Earlier this month, PepsiCo said its price increases could continue into the first quarter of next year, while Tesla said it was also adjusting prices to compensate for higher costs for goods and labor.

Executives plan for cost pressures to remain high through 2022 but are concerned about raising prices too much if inflation proves short-lived. “I don’t think inflation will go away in the next quarter, two or three quarters,” Hartung said, adding that wage inflation was unlikely to be temporary even if commodity prices fell.

“We know we have pricing power,” he said, but added, “For some of the offerings available, there will be a limit to what customers are willing to pay.”

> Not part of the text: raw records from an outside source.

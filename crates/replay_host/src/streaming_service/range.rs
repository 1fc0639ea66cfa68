//! `Range: bytes=<start>-<end>` parsing against a known resource length.
//!
//! Single ranges only. The suffix form `bytes=-N` is not special-cased: a missing
//! start is read as `0`, so `bytes=-500` selects `0-500` rather than the last 500 bytes.

use thiserror::Error;

const UNIT_PREFIX: &str = "bytes=";

#[derive(Debug, Error, Clone, PartialEq, Eq)]
pub enum RangeError {
	#[error("Malformed range header: {0:?}")]
	Malformed(String),

	#[error("Range start {start} is beyond resource length {total}")]
	Unsatisfiable { start: u64, total: u64 },
}

/// Inclusive byte interval, `start <= end < total`. Only produced by [`parse_range`].
#[derive(Debug, Clone, Copy, PartialEq, Eq)]
pub struct ByteRange {
	start: u64,
	end: u64,
}

impl ByteRange {
	pub const fn start(&self) -> u64 {
		self.start
	}

	pub const fn end(&self) -> u64 {
		self.end
	}

	/// Number of bytes covered, `end - start + 1`
	pub const fn len(&self) -> u64 {
		self.end - self.start + 1
	}

	pub const fn is_empty(&self) -> bool {
		false
	}

	/// `Content-Range` header value for this interval
	pub fn content_range(&self, total: u64) -> String {
		format!("bytes {}-{}/{}", self.start, self.end, total)
	}
}

/// What a request's `Range` header selects.
#[derive(Debug, Clone, Copy, PartialEq, Eq)]
pub enum RangeSelection {
	/// No header, or an empty one: serve everything with a 200
	Whole,
	/// A satisfiable single range: serve it with a 206
	Partial(ByteRange),
}

/// Parse an optional `Range` header value against a resource of `total` bytes.
///
/// # Errors
/// `Malformed` when the value is not a single `bytes=<digits?>-<digits?>` range
/// (or `start > end`), `Unsatisfiable` when `start >= total`.
pub fn parse_range(header: Option<&str>, total: u64) -> Result<RangeSelection, RangeError> {
	let value = match header.map(str::trim) {
		None | Some("") => return Ok(RangeSelection::Whole),
		Some(value) => value,
	};

	let malformed = || RangeError::Malformed(value.to_string());

	let spec = value
		.get(..UNIT_PREFIX.len())
		.filter(|unit| unit.eq_ignore_ascii_case(UNIT_PREFIX))
		.map(|_| &value[UNIT_PREFIX.len()..])
		.ok_or_else(malformed)?;

	if spec.contains(',') {
		return Err(malformed());
	}

	let (start, end) = spec.split_once('-').ok_or_else(malformed)?;
	let start = parse_bound(start).map_err(|()| malformed())?;
	let end = parse_bound(end).map_err(|()| malformed())?;

	let start = start.unwrap_or(0);
	if start >= total {
		return Err(RangeError::Unsatisfiable { start, total });
	}

	let last = total - 1;
	let end = end.map_or(last, |end| end.min(last));
	if start > end {
		return Err(malformed());
	}

	Ok(RangeSelection::Partial(ByteRange { start, end }))
}

fn parse_bound(raw: &str) -> Result<Option<u64>, ()> {
	let raw = raw.trim();
	if raw.is_empty() {
		return Ok(None);
	}
	if !raw.bytes().all(|b| b.is_ascii_digit()) {
		return Err(());
	}
	raw.parse().map(Some).map_err(|_| ())
}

Matt Buckett, VF Corp’s chief financial officer, said the company has curbed writedowns on Vans sneakers and North Face jackets to expand profit margins despite factory shutdowns in Asia and port congestion in the United States.

“Over time, I think [inflation] We will start with moderation a bit, but we plan as if we will continue to see meaningful increases in freight moving forward,” he said.

Andrew Nutella, United Airlines’ chief commercial officer, echoed that message on Wednesday, saying that congestion at US ports means it’s “airplaneing things today that we haven’t traditionally done,” a situation the airline expects to continue into 2022.